Brussels 25.12.2021 Anna Van Densky Global persecution of Christians has massively increased throughout the pandemic, according to various human rights monitor groups. Intolerance and massacre of Christians in countries like Nigeria or India has only led to more political outcry. Every day, 13 Christians worldwide are killed on grounds of their faith. And every day, 12 Christians are unjustly arrested or imprisoned, and another 5 are abducted.(Image: illustration).
The 2021 World Watch List (WWL) report, the latest annual accounting from Open Doors of the top 50 countries where Christians are the most persecuted for following the word of Jesus Christ.
However the process of the persecution of Christians has spread viral, and causing the UK to become one of the ‘most intolerant’ countries in Europe towards Christians. That’s the extraordinary claim of a report published this week by Observatory of Intolerance Against Christians in Europe (OIACE).
The report identifies the UK, France, Germany, Spain and Sweden as the top five countries driving what it describes as a “rising phenomenon” against Christians.
Last year, 45 nations scored high enough to register “very high” persecution levels on Open Doors’s 84-question matrix. This year, for the first time in 29 years of tracking, all 50 qualified—as did four more nations that fell just outside the cutoff.
Open Doors identified three main trends driving last year’s increase:
“COVID-19 acted as a catalyst for religious persecution through relief discrimination, forced conversion, and as justification for increasing surveillance and censorship.”
“Extremist attacks opportunistically spread further throughout Sub-Saharan Africa, from Nigeria and Cameroon to Burkina Faso, Mali, and beyond.”
“Chinese censorship systems continue to propagate and spread to emerging surveillance states.”
Open Doors has monitored Christian persecution worldwide since 1992. North Korea has ranked No. 1 for 20 years, since 2002 when the watch list began.

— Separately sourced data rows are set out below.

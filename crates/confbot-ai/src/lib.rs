//! Conversation engine for the conference bot.
//!
//! Provides:
//! - An OpenAI / Azure OpenAI chat-completions client with SSE streaming
//! - A stream processor that separates forwardable text from tool calls
//! - A tool dispatcher backed by the conference catalog
//! - Chat sessions running the streaming tool-call loop, and their store
//! - Token usage tracking

pub mod openai;
pub mod processor;
pub mod session;
pub mod store;
pub mod streaming;
pub mod token_tracker;
pub mod tools;

use std::pin::Pin;

use async_trait::async_trait;
use futures_util::Stream;
use serde::{Deserialize, Serialize};

pub use openai::{OpenAiClient, OpenAiConfig};
pub use processor::{ProcessedTurn, StreamProcessor};
pub use session::{ChatSession, RunContext, RunOutcome, SessionError, TurnStream};
pub use store::SessionStore;
pub use token_tracker::TokenTracker;
pub use tools::{ToolDispatcher, ToolHandler, ToolInvocationError, ToolResult};

/// Ordered deltas of one completion, ending when the upstream response ends.
pub type DeltaStream = Pin<Box<dyn Stream<Item = Result<CompletionDelta, AiError>> + Send>>;

/// A streaming chat-completions backend.
#[async_trait]
pub trait CompletionClient: Send + Sync {
    /// Submit the history and the available tools, returning the delta stream.
    async fn stream_completion(
        &self,
        messages: &[Message],
        tools: &[ToolDefinition],
    ) -> Result<DeltaStream, AiError>;
}

#[derive(Debug, Clone, Copy, PartialEq, Eq, Serialize, Deserialize)]
#[serde(rename_all = "lowercase")]
pub enum Sender {
    User,
    Assistant,
    Tool,
}

/// One entry of a session's history.
#[derive(Debug, Clone, PartialEq, Serialize, Deserialize)]
pub struct Message {
    pub sender: Sender,
    pub content: String,
    /// Set on tool results: the call this entry answers.
    #[serde(default, skip_serializing_if = "Option::is_none")]
    pub tool_call_id: Option<String>,
    /// Set on assistant tool-request entries.
    #[serde(default, skip_serializing_if = "Vec::is_empty")]
    pub tool_calls: Vec<ToolCall>,
}

impl Message {
    pub fn user(content: impl Into<String>) -> Self {
        Self {
            sender: Sender::User,
            content: content.into(),
            tool_call_id: None,
            tool_calls: Vec::new(),
        }
    }

    pub fn assistant(content: impl Into<String>) -> Self {
        Self {
            sender: Sender::Assistant,
            content: content.into(),
            tool_call_id: None,
            tool_calls: Vec::new(),
        }
    }

    /// Assistant entry asking for `calls` to be executed.
    pub fn tool_request(content: impl Into<String>, calls: Vec<ToolCall>) -> Self {
        Self {
            tool_calls: calls,
            ..Self::assistant(content)
        }
    }

    pub fn tool_result(result: &ToolResult) -> Self {
        Self {
            sender: Sender::Tool,
            content: result.payload.to_string(),
            tool_call_id: Some(result.tool_call_id.clone()),
            tool_calls: Vec::new(),
        }
    }

    pub fn is_tool_request(&self) -> bool {
        !self.tool_calls.is_empty()
    }
}

/// A history entry as shown to clients.
#[derive(Debug, Clone, PartialEq, Eq, Serialize, Deserialize)]
pub struct ChatMessage {
    pub sender: Sender,
    pub message: String,
}

#[derive(Debug, Clone, PartialEq, Serialize, Deserialize)]
pub struct ToolDefinition {
    pub name: String,
    pub description: String,
    /// JSON schema of the arguments object.
    pub parameters: serde_json::Value,
}

/// A fully assembled tool invocation requested by the model.
#[derive(Debug, Clone, PartialEq, Eq, Serialize, Deserialize)]
pub struct ToolCall {
    pub id: String,
    pub name: String,
    /// Raw argument document, exactly as streamed.
    pub arguments: String,
}

/// One streamed piece of a completion.
#[derive(Debug, Clone, Default, PartialEq)]
pub struct CompletionDelta {
    pub content: Option<String>,
    pub tool_calls: Vec<ToolCallDelta>,
    pub finish_reason: Option<String>,
    pub usage: Option<TokenUsage>,
}

impl CompletionDelta {
    pub fn text(content: impl Into<String>) -> Self {
        Self {
            content: Some(content.into()),
            ..Default::default()
        }
    }

    pub fn finished(reason: impl Into<String>) -> Self {
        Self {
            finish_reason: Some(reason.into()),
            ..Default::default()
        }
    }
}

/// A fragment of one in-flight tool call. Fragments sharing an `index`
/// belong to the same call.
#[derive(Debug, Clone, Default, PartialEq, Eq)]
pub struct ToolCallDelta {
    pub index: u32,
    pub id: Option<String>,
    pub name: Option<String>,
    pub arguments: Option<String>,
}

#[derive(Debug, Clone, Copy, Default, PartialEq, Eq)]
pub struct TokenUsage {
    pub input_tokens: u64,
    pub output_tokens: u64,
}

impl TokenUsage {
    pub fn total_tokens(&self) -> u64 {
        self.input_tokens.saturating_add(self.output_tokens)
    }
}

#[derive(Debug, thiserror::Error)]
pub enum AiError {
    #[error("API error: {0}")]
    ApiError(String),
    #[error("Rate limited")]
    RateLimited,
    #[error("Network error: {0}")]
    NetworkError(String),
    #[error("Parse error: {0}")]
    ParseError(String),
    #[error("Timeout")]
    Timeout,
}

#[cfg(test)]
pub(crate) mod testing;

#[cfg(test)]
mod tests {
    use super::*;

    #[test]
    fn tool_result_message_carries_call_id() {
        let result = ToolResult {
            tool_call_id: "call_1".into(),
            payload: serde_json::json!({"error": "Invalid arguments"}),
        };
        let msg = Message::tool_result(&result);
        assert_eq!(msg.sender, Sender::Tool);
        assert_eq!(msg.tool_call_id.as_deref(), Some("call_1"));
        assert_eq!(msg.content, r#"{"error":"Invalid arguments"}"#);
    }

    #[test]
    fn chat_message_serializes_lowercase_sender() {
        let msg = ChatMessage {
            sender: Sender::Assistant,
            message: "hi".into(),
        };
        assert_eq!(
            serde_json::to_string(&msg).unwrap(),
            r#"{"sender":"assistant","message":"hi"}"#
        );
    }

    #[test]
    fn token_usage_total_saturates() {
        let usage = TokenUsage {
            input_tokens: u64::MAX,
            output_tokens: 1,
        };
        assert_eq!(usage.total_tokens(), u64::MAX);
    }
}
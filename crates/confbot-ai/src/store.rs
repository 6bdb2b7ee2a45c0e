//! Session store: maps session ids to live chat sessions.

use std::sync::Arc;
use std::time::Duration;

use confbot_common::SessionId;
use confbot_config::schema::ConcurrentRunPolicy;
use dashmap::mapref::entry::Entry;
use dashmap::DashMap;
use tracing::info;

use crate::ChatSession;

/// Thread-safe session store backed by a sharded map.
#[derive(Clone, Default)]
pub struct SessionStore {
    sessions: Arc<DashMap<SessionId, Arc<ChatSession>>>,
    policy: ConcurrentRunPolicy,
}

impl SessionStore {
    pub fn new(policy: ConcurrentRunPolicy) -> Self {
        Self {
            sessions: Arc::new(DashMap::new()),
            policy,
        }
    }

    /// Create a session under a fresh id.
    pub fn create(&self) -> Arc<ChatSession> {
        loop {
            let id = SessionId::new();
            // Ids are never reused.
            if let Entry::Vacant(slot) = self.sessions.entry(id) {
                let session = Arc::new(ChatSession::new(id, self.policy));
                slot.insert(Arc::clone(&session));
                return session;
            }
        }
    }

    pub fn get(&self, id: &SessionId) -> Option<Arc<ChatSession>> {
        self.sessions.get(id).map(|entry| Arc::clone(entry.value()))
    }

    /// Number of live sessions.
    pub fn len(&self) -> usize {
        self.sessions.len()
    }

    pub fn is_empty(&self) -> bool {
        self.sessions.is_empty()
    }

    /// Evict sessions idle for longer than `ttl`. Running sessions are kept.
    ///
    /// Returns the number of sessions removed.
    pub fn reap_idle(&self, ttl: Duration) -> usize {
        let before = self.sessions.len();
        self.sessions.retain(|id, session| {
            let stale = session.idle_for().is_some_and(|idle| idle > ttl);
            if stale {
                info!(session_id = %id, "Reaping idle session");
            }
            !stale
        });
        before.saturating_sub(self.sessions.len())
    }
}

The cruel treatment of Christians minorities are common in countries such as Afghanistan, Somalia, Libya, Pakistan, Yemen, Iran, North Korea, China, and Nigeria, and they deserve serious political consideration. This year’s #RedWednesday campaign did a meaningful job of highlighting the persecution faced by millions of Christians, not least the Chrisitan girls and women living under the constant threat of abduction, sexual violence and forced conversion.